Emotionaler Stützpfeiler für die schwule Szene

Wenn über sie gesprochen wird, dann schwingt unweigerlich großer Respekt für ihre Lebensleistung und noch größere Dankbarkeit für ihre ganz persönliche Hilfe und Unterstützung mit. Sabine Lange schien für viele Jahre tatsächlich so etwas wie ein emotionaler Stützpfeiler für die durch die neue Krankheit namens AIDS verunsicherte und schließlich immer mehr betroffene schwule Szene gewesen zu sein, und zwar weit über Berlin hinaus.

Selbst wenn die Männer, die bei ihr Hilfe und ein offenes Ohr suchten, sie gerade erst kennengelernt hatten, vertrauten sie ihr wie einer besten Freundin. „Sie hatte etwas Mütterliches, ohne dabei etwas Erdrückendes zu haben“, erinnert sich Stefan Reiß. Der Jurist und Schwulenaktivist gehörte wie sie 1983 zu den Gründungsmitgliedern der Deutschen AIDS-Hilfe (DAH). „Von dieser kleinen zierlichen Person, die immer etwas stotternd gesprochen hatte, konnte man sich nicht belehrt fühlen“, sagt er. Ihr Tonfall habe vielmehr vermittelt, dass sie keine vorgefertigte Antwort auf ein Problem hatte, sondern selbst verzweifelt nach einer Lösung suchte. Um dann schließlich einen Vorschlag zu machen.

Sabine Lange 1986 (Foto: Archiv Sammlung Stefan Reiß)
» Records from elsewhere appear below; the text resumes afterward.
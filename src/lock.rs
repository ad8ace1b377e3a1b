//! Cross-process container locks.
//!
//! Two lock flavors, matching the two call patterns seen historically: an anonymous, in-process
//! semaphore for locks that only ever need to coordinate threads of the same process, and a
//! `flock(2)`-based file lock, named `<lxcpath>/locks/<name>`, for locks that must also exclude
//! other processes.
//!
//! A single process-wide mutex guards only descriptor allocation and state transitions (opening
//! the lock file lazily, recording that a semaphore was created); it is never held across the
//! blocking `flock`/semaphore wait itself, so one slow lock holder cannot stall unrelated lock
//! operations elsewhere in the process. Release is expressed as an RAII [`LockGuard`] rather
//! than a separate "unlock" call a caller might forget.

use std::fs::OpenOptions;
use std::os::fd::{AsRawFd, OwnedFd};
use std::os::unix::fs::OpenOptionsExt as _;
use std::path::{Path, PathBuf};
use std::sync::{Arc, Condvar, Mutex};
use std::time::{Duration, Instant};

use nix::fcntl::{flock, FlockArg};

use crate::error::{BdevError, Result};

/// A lazily-opened, lazily-reopened lock file descriptor slot, shared between a [`Lock`] and
/// every [`LockGuard`] it hands out so a guard's `Drop` can close the descriptor and reset the
/// slot for the next acquire, rather than leaving it open forever after the first lock.
type FileSlot = Arc<Mutex<Option<OwnedFd>>>;

/// Guards descriptor allocation and state transitions; never held across a blocking wait.
static STATE_MUTEX: Mutex<()> = Mutex::new(());

/// A minimal counting semaphore, standing in for the anonymous POSIX semaphore used for
/// same-process locks.
struct Semaphore {
	state: Mutex<bool>,
	cv: Condvar,
}

impl Semaphore {
	fn new() -> Self {
		Self { state: Mutex::new(true), cv: Condvar::new() }
	}

	fn wait(&self, timeout: Option<Duration>) -> Result<()> {
		let mut available = self.state.lock().unwrap();
		match timeout {
			None => {
				while !*available {
					available = self.cv.wait(available).unwrap();
				}
			}
			Some(d) => {
				let deadline = Instant::now() + d;
				while !*available {
					let remaining = deadline.saturating_duration_since(Instant::now());
					if remaining.is_zero() {
						return Err(BdevError::Timeout);
					}
					let (guard, result) = self.cv.wait_timeout(available, remaining).unwrap();
					available = guard;
					if result.timed_out() && !*available {
						return Err(BdevError::Timeout);
					}
				}
			}
		}
		*available = false;
		Ok(())
	}

	fn post(&self) {
		let mut available = self.state.lock().unwrap();
		*available = true;
		self.cv.notify_one();
	}
}

/// A container lock: either an in-process semaphore or a named file lock.
pub enum Lock {
	/// An unnamed, per-process semaphore.
	AnonSem(Arc<Semaphore>),
	/// A `flock(2)`-based lock on a file under `<lxcpath>/locks/`.
	FileLock { path: PathBuf, fd: FileSlot },
}

impl Lock {
	/// Creates an anonymous, same-process lock.
	pub fn new_anon() -> Self {
		Self::AnonSem(Arc::new(Semaphore::new()))
	}

	/// Creates (but does not yet open) a named file lock at `<lxcpath>/locks/<name>`, creating
	/// the `locks` directory on first use.
	pub fn new_file(lxcpath: &Path, name: &str) -> Result<Self> {
		let _state = STATE_MUTEX.lock().unwrap();
		let dir = lxcpath.join("locks");
		std::fs::create_dir_all(&dir)?;
		std::fs::set_permissions(&dir, std::os::unix::fs::PermissionsExt::from_mode(0o755))?;
		Ok(Self::FileLock { path: dir.join(name), fd: Arc::new(Mutex::new(None)) })
	}

	/// Acquires the lock, blocking until available or `timeout` elapses.
	///
	/// File locks do not support a timeout (matching `flock(2)`'s own lack of one); passing
	/// `Some(_)` for a file lock returns [`BdevError::Unsupported`] without blocking.
	pub fn acquire(&self, timeout: Option<Duration>) -> Result<LockGuard> {
		match self {
			Self::AnonSem(sem) => {
				sem.wait(timeout)?;
				Ok(LockGuard::Sem(sem.clone()))
			}
			Self::FileLock { path, fd } => {
				if timeout.is_some() {
					return Err(BdevError::Unsupported("flock-based locks do not support a timeout"));
				}
				let raw_fd = {
					let _state = STATE_MUTEX.lock().unwrap();
					let mut slot = fd.lock().unwrap();
					if slot.is_none() {
						let f = OpenOptions::new().read(true).write(true).create(true).mode(0o600).open(path)?;
						*slot = Some(f.into());
					}
					slot.as_ref().unwrap().as_raw_fd()
				};
				flock(raw_fd, FlockArg::LockExclusive)?;
				Ok(LockGuard::File(fd.clone()))
			}
		}
	}
}

/// An RAII guard releasing the lock it was returned from on drop.
///
/// The `File` variant holds the shared descriptor slot, not a cloned descriptor: dropping it
/// unlocks and closes the original descriptor and resets the slot to `None`, so the next
/// `acquire()` reopens the file exactly as `lxcunlock()`'s own close-then-`-1` reset does,
/// rather than reusing the same descriptor forever.
pub enum LockGuard {
	Sem(Arc<Semaphore>),
	File(FileSlot),
}

impl Drop for LockGuard {
	fn drop(&mut self) {
		match self {
			Self::Sem(sem) => sem.post(),
			Self::File(slot) => {
				let mut slot = slot.lock().unwrap();
				if let Some(fd) = slot.take() {
					let _ = flock(fd.as_raw_fd(), FlockArg::Unlock);
				}
			}
		}
	}
}

#[test]
fn test_anon_sem_acquire_release_round_trip() {
	let lock = Lock::new_anon();
	{
		let _guard = lock.acquire(None).unwrap();
	}
	let _guard2 = lock.acquire(Some(Duration::from_millis(100))).unwrap();
}

#[test]
fn test_anon_sem_second_acquire_blocks_until_released() {
	let lock = Arc::new(Lock::new_anon());
	let guard = lock.acquire(None).unwrap();

	let lock2 = lock.clone();
	let handle = std::thread::spawn(move || {
		let _guard = lock2.acquire(None).unwrap();
	});

	std::thread::sleep(Duration::from_millis(50));
	assert!(!handle.is_finished());
	drop(guard);
	handle.join().unwrap();
}

#[test]
fn test_anon_sem_timeout_expires() {
	let lock = Lock::new_anon();
	let _guard = lock.acquire(None).unwrap();
	let err = lock.acquire(Some(Duration::from_millis(50))).unwrap_err();
	assert!(matches!(err, BdevError::Timeout));
}

#[test]
fn test_file_lock_creates_locks_directory() {
	let dir = tempfile::tempdir().unwrap();
	let lock = Lock::new_file(dir.path(), "c1").unwrap();
	let _guard = lock.acquire(None).unwrap();
	assert!(dir.path().join("locks").is_dir());
}

#[test]
fn test_file_lock_reacquire_after_release_reopens_descriptor() {
	let dir = tempfile::tempdir().unwrap();
	let lock = Lock::new_file(dir.path(), "c1").unwrap();
	let Lock::FileLock { fd, .. } = &lock else { unreachable!() };

	{
		let _guard = lock.acquire(None).unwrap();
		assert!(fd.lock().unwrap().is_some());
	}
	// Dropping the guard must close the descriptor and reset the slot, not just unlock it.
	assert!(fd.lock().unwrap().is_none());

	let _guard2 = lock.acquire(None).unwrap();
	assert!(fd.lock().unwrap().is_some());
}

#[test]
fn test_file_lock_rejects_timeout() {
	let dir = tempfile::tempdir().unwrap();
	let lock = Lock::new_file(dir.path(), "c1").unwrap();
	let err = lock.acquire(Some(Duration::from_millis(10))).unwrap_err();
	assert!(matches!(err, BdevError::Unsupported(_)));
}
Schon lange vor Beginn der Aidskrise war Sabine Lange zu einer wichtigen Vertrauensperson der schwulen Szene geworden. Seit den Siebzigerjahren gehörte die Krankenschwester zum Team der Berliner „Landesimpfanstalt mit tropenmedizinischer Beratungsstelle“. Dort kümmerte man sich nicht nur um Pocken und Malaria, sondern auch um sexuell übertragbare Krankheiten. Unter den Patient*innen waren auch viele schwule Männer. Anfang der Achtzigerjahre wuchs diese schwule Klientel, als sich die Landesimpfanstalt an einer Studie beteiligte, die eine rätselhafte Häufung von Infektionen mit Lamblien, Shigellen und Amöben unter schwulen Männern in den USA und vielen europäischen Ländern untersuchte.
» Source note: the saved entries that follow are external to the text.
//! Parsing of backend-tagged source location strings.
//!
//! The raw source string accepted by [`crate::registry::bdev_init`] is morally a tagged URI
//! (see the grammar in the module-level documentation of [`crate::registry`]). Rather than
//! re-stripping prefixes at every call site, we parse it once into [`Source`] and match on the
//! variant thereafter.

use std::path::{Path, PathBuf};

/// A parsed, backend-tagged source location.
#[derive(Clone, Debug, Eq, PartialEq)]
pub enum Source {
	/// A plain directory, optionally written with an explicit `dir:` prefix.
	Dir(PathBuf),

	/// A loopback backing file, written `loop:<path>`.
	Loop(PathBuf),

	/// An NBD-imported image, written `nbd:<path>[:<partition>]`.
	Nbd {
		/// The path to the image file.
		path: PathBuf,
		/// The selected partition, 1..=9, if any.
		partition: Option<u8>,
	},

	/// A mapped Ceph RBD device, `/dev/rbd/<pool>/<name>`.
	Rbd {
		/// The pool name.
		pool: String,
		/// The image name.
		name: String,
	},

	/// An LVM logical volume device node, `/dev/<vg>/<lv>`.
	Lvm {
		/// The volume group name.
		vg: String,
		/// The logical volume name.
		lv: String,
	},

	/// A raw ZFS dataset name.
	Zfs(String),

	/// A Btrfs subvolume path.
	Btrfs(PathBuf),

	/// An AUFS-backed rootfs path.
	Aufs(PathBuf),

	/// An OverlayFS-backed rootfs path.
	Overlayfs(PathBuf),
}

/// Picks the partition suffix (`:1`..`:9`) off the end of an `nbd:` source string.
///
/// Returns `None` if there is no trailing `:<digit>` or the digit is not in `1..=9`; exactly
/// one non-zero decimal digit is accepted.
pub fn nbd_partition(src: &str) -> Option<u8> {
	// Skip the "nbd:" tag itself; only a second colon introduces a partition.
	let rest = src.strip_prefix("nbd:")?;
	let (_path, suffix) = rest.rsplit_once(':')?;
	let mut chars = suffix.chars();
	let digit = chars.next()?;
	if chars.next().is_some() {
		return None;
	}
	match digit {
		'1'..='9' => Some(digit as u8 - b'0'),
		_ => None,
	}
}

impl Source {
	/// Parses a raw source string for the `nbd` backend, splitting off an optional partition
	/// suffix.
	pub fn parse_nbd(src: &str) -> Option<Self> {
		let rest = src.strip_prefix("nbd:")?;
		let partition = nbd_partition(src);
		let path = match partition {
			Some(_) => {
				let (path, _) = rest.rsplit_once(':')?;
				path
			}
			None => rest,
		};
		Some(Self::Nbd { path: PathBuf::from(path), partition })
	}

	/// Parses a raw source string for the `rbd` backend: `/dev/rbd/<pool>/<name>`.
	pub fn parse_rbd(src: &str) -> Option<Self> {
		let rest = src.strip_prefix("/dev/rbd/")?;
		let (pool, name) = rest.split_once('/')?;
		if name.is_empty() {
			return None;
		}
		Some(Self::Rbd { pool: pool.to_owned(), name: name.to_owned() })
	}

	/// Parses a raw source string for the `loop` backend: `loop:<path>`.
	pub fn parse_loop(src: &str) -> Option<Self> {
		src.strip_prefix("loop:").map(|p| Self::Loop(PathBuf::from(p)))
	}

	/// Parses a raw source string for the `dir` backend: either `dir:<path>` or a bare path
	/// that is an existing directory.
	pub fn parse_dir(src: &str) -> Option<Self> {
		if let Some(p) = src.strip_prefix("dir:") {
			return Some(Self::Dir(PathBuf::from(p)));
		}
		if Path::new(src).is_dir() {
			return Some(Self::Dir(PathBuf::from(src)));
		}
		None
	}

	/// Parses a raw source string for the `lvm` backend: `/dev/<vg>/<lv>` (excluding the
	/// `/dev/rbd/...` namespace, which belongs to the `rbd` backend).
	pub fn parse_lvm(src: &str) -> Option<Self> {
		let rest = src.strip_prefix("/dev/")?;
		let (vg, lv) = rest.split_once('/')?;
		if vg.is_empty() || lv.is_empty() || vg == "rbd" {
			return None;
		}
		Some(Self::Lvm { vg: vg.to_owned(), lv: lv.to_owned() })
	}

	/// Parses a raw source string for the `zfs` backend: a bare `<dataset>` name, unlike the
	/// other tagged backends there is no `zfs:` prefix in the wire grammar. Only the shape is
	/// checked here (non-empty, not an absolute path, no other backend's tag colon); actually
	/// confirming the dataset exists is [`crate::backends::zfs::Zfs::detect`]'s job, since a
	/// string of this shape is indistinguishable from an arbitrary relative path otherwise.
	pub fn parse_zfs(src: &str) -> Option<Self> {
		if src.is_empty() || src.starts_with('/') || src.contains(':') {
			return None;
		}
		Some(Self::Zfs(src.to_owned()))
	}

	/// Parses a raw source string for the `aufs` backend: `aufs:<path>`.
	pub fn parse_aufs(src: &str) -> Option<Self> {
		src.strip_prefix("aufs:").map(|p| Self::Aufs(PathBuf::from(p)))
	}

	/// Parses a raw source string for the `overlayfs` backend: `overlayfs:<path>`.
	pub fn parse_overlayfs(src: &str) -> Option<Self> {
		src.strip_prefix("overlayfs:").map(|p| Self::Overlayfs(PathBuf::from(p)))
	}
}

#[test]
fn test_nbd_partition_accepts_1_through_9() {
	for digit in b'1'..=b'9' {
		let src = format!("nbd:/img:{}", digit as char);
		assert_eq!(nbd_partition(&src), Some(digit - b'0'));
	}
}

#[test]
fn test_nbd_partition_rejects_0_letter_and_10() {
	assert_eq!(nbd_partition("nbd:/img:0"), None);
	assert_eq!(nbd_partition("nbd:/img:A"), None);
	assert_eq!(nbd_partition("nbd:/img:10"), None);
	assert_eq!(nbd_partition("nbd:/img"), None);
}

#[test]
fn test_parse_nbd_without_partition() {
	assert_eq!(
		Source::parse_nbd("nbd:/var/lib/lxc/c1.img"),
		Some(Source::Nbd { path: PathBuf::from("/var/lib/lxc/c1.img"), partition: None })
	);
}

#[test]
fn test_parse_nbd_with_partition() {
	assert_eq!(
		Source::parse_nbd("nbd:/var/lib/lxc/c1.img:3"),
		Some(Source::Nbd { path: PathBuf::from("/var/lib/lxc/c1.img"), partition: Some(3) })
	);
}

#[test]
fn test_parse_rbd() {
	assert_eq!(
		Source::parse_rbd("/dev/rbd/lxc/c1"),
		Some(Source::Rbd { pool: "lxc".to_owned(), name: "c1".to_owned() })
	);
	assert_eq!(Source::parse_rbd("/dev/rbd/lxc"), None);
	assert_eq!(Source::parse_rbd("/dev/sda"), None);
}

#[test]
fn test_parse_loop() {
	assert_eq!(Source::parse_loop("loop:/var/lib/lxc/c1/rootdev"), Some(Source::Loop(PathBuf::from("/var/lib/lxc/c1/rootdev"))));
	assert_eq!(Source::parse_loop("/var/lib/lxc/c1/rootdev"), None);
}

#[test]
fn test_parse_lvm_excludes_rbd_namespace() {
	assert_eq!(Source::parse_lvm("/dev/lxc/c1"), Some(Source::Lvm { vg: "lxc".to_owned(), lv: "c1".to_owned() }));
	assert_eq!(Source::parse_lvm("/dev/rbd/lxc/c1"), None);
	assert_eq!(Source::parse_lvm("/dev/sda"), None);
}

#[test]
fn test_parse_zfs_aufs_overlayfs() {
	assert_eq!(Source::parse_zfs("tank/lxc/c1"), Some(Source::Zfs("tank/lxc/c1".to_owned())));
	assert_eq!(Source::parse_zfs("/var/lib/lxc/c1/rootfs"), None);
	assert_eq!(Source::parse_zfs("nbd:/img"), None);
	assert_eq!(Source::parse_zfs(""), None);
	assert_eq!(Source::parse_aufs("aufs:/var/lib/lxc/c1/rootfs"), Some(Source::Aufs(PathBuf::from("/var/lib/lxc/c1/rootfs"))));
	assert_eq!(
		Source::parse_overlayfs("overlayfs:/var/lib/lxc/c1/rootfs"),
		Some(Source::Overlayfs(PathBuf::from("/var/lib/lxc/c1/rootfs")))
	);
}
Vermutet wurde, dass die Bakterien durch schwulen Sex übertragen wurden. In Szeneblättern wurde bundesweit aufgerufen, sich testen und bei einem positiven Befund auch gleich behandeln zu lassen. Weil die Frühaufsteherin Sabine Lange dort bereits ab sechs Uhr Blut- und Stuhlproben in Empfang nahm, war es Berufstätigen möglich, noch schnell vor der Arbeit vorbeizuschauen.

Als 1982 der erste Hepatitis-B-Impfstoff in Deutschland zugelassen wurde, hatte das „Landesinstitut für Tropenmedizin“, wie die Impfanstalt nun tituliert wurde, vom Hersteller 150 Impfeinheiten erhalten, um sie kostenfrei an Hauptzielgruppen abzugeben. Nun pilgerten erneut schwule Männer aus Berlin und anderswo zum Wittenbergplatz.
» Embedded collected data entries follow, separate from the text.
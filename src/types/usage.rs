//! Token usage reported by the provider.

use serde::{Deserialize, Serialize};

/// Token usage for a generation.
#[derive(Debug, Clone, Serialize, Deserialize, Default, PartialEq)]
pub struct Usage {
    pub input_tokens: u32,
    pub output_tokens: u32,
    pub total_tokens: u32,
    #[serde(default, skip_serializing_if = "Option::is_none")]
    pub cache_read_tokens: Option<u32>,
    #[serde(default, skip_serializing_if = "Option::is_none")]
    pub reasoning_tokens: Option<u32>,
}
Manche der Lederkerle nannten sie zärtlich „Seuchen-Sabine“

Zu diesem Zeitpunkt war Sabine Lange bereits bestens in der schwulen Szene Berlins vernetzt und zählte zu den wenigen Frauen, die zum festen Kreis des schwulen Lederclubs MSC Berlin gehörten. Manche der Lederkerle nannten sie zärtlich „Seuchen-Sabine“, wie sich Dieter Telge in seinem Aufsatz für das Buch „Westberlin – ein sexuelles Porträt“ erinnert. Sehr glücklich freilich war sie über diesen Spitznamen nicht. Im MSC Berlin war sie früh schon auf diese neue mysteriöse Krankheit angesprochen worden, an der in den USA so viele schwule Männer erkrankten und starben.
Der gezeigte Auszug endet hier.